Data entries:

——

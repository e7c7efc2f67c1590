// Test helpers for integration testing

use std::sync::Arc;

use crate::domain::data_set::{DataSetName, DocumentPath};
use crate::domain::user::UserId;
use crate::repository::local_mirror::LocalMirrorStore;
use crate::repository::memory_store::InMemoryDocumentStore;
use crate::repository::storage::{MemoryStorage, StorageBackend};
use crate::services::sync_channel::{SyncChannel, SyncTimings};
use crate::services::write_governor::{GovernorPolicy, WriteGovernor};

pub struct TestContext {
    pub store: Arc<InMemoryDocumentStore>,
    pub governor: WriteGovernor,
    pub channel: SyncChannel,
    pub storage: Arc<MemoryStorage>,
    pub mirror: LocalMirrorStore,
    pub user: UserId,
}

impl TestContext {
    pub fn new_for_test() -> Self {
        Self::with_settings(SyncTimings::default(), GovernorPolicy::default())
    }

    pub fn with_settings(timings: SyncTimings, policy: GovernorPolicy) -> Self {
        let store = Arc::new(InMemoryDocumentStore::new());
        let governor = WriteGovernor::new(policy);
        let channel = SyncChannel::new(store.clone(), governor.clone(), timings);
        let storage = Arc::new(MemoryStorage::new());
        let mirror = LocalMirrorStore::new("tally", storage.clone());
        Self {
            store,
            governor,
            channel,
            storage,
            mirror,
            user: UserId::new("test-user").expect("valid test user id"),
        }
    }

    /// A second local mirror over the same storage, like another window.
    pub fn other_window(&self) -> LocalMirrorStore {
        let backend: Arc<dyn StorageBackend> = self.storage.clone();
        LocalMirrorStore::new("tally", backend)
    }

    pub fn path(&self, data_set: &str) -> DocumentPath {
        DocumentPath::new(&self.user, &DataSetName::new(data_set).expect("valid data set"))
    }

    pub fn data_set(&self, name: &str) -> DataSetName {
        DataSetName::new(name).expect("valid data set")
    }
}

/// Lets spawned sync tasks run to their next await point.
pub async fn settle() {
    for _ in 0..20 {
        tokio::task::yield_now().await;
    }
}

——

EXERCISE BRIEF — Using the entries above, tally every line that holds the word "DataSetName". Answer with that number only.

ANSWER SECTION — 4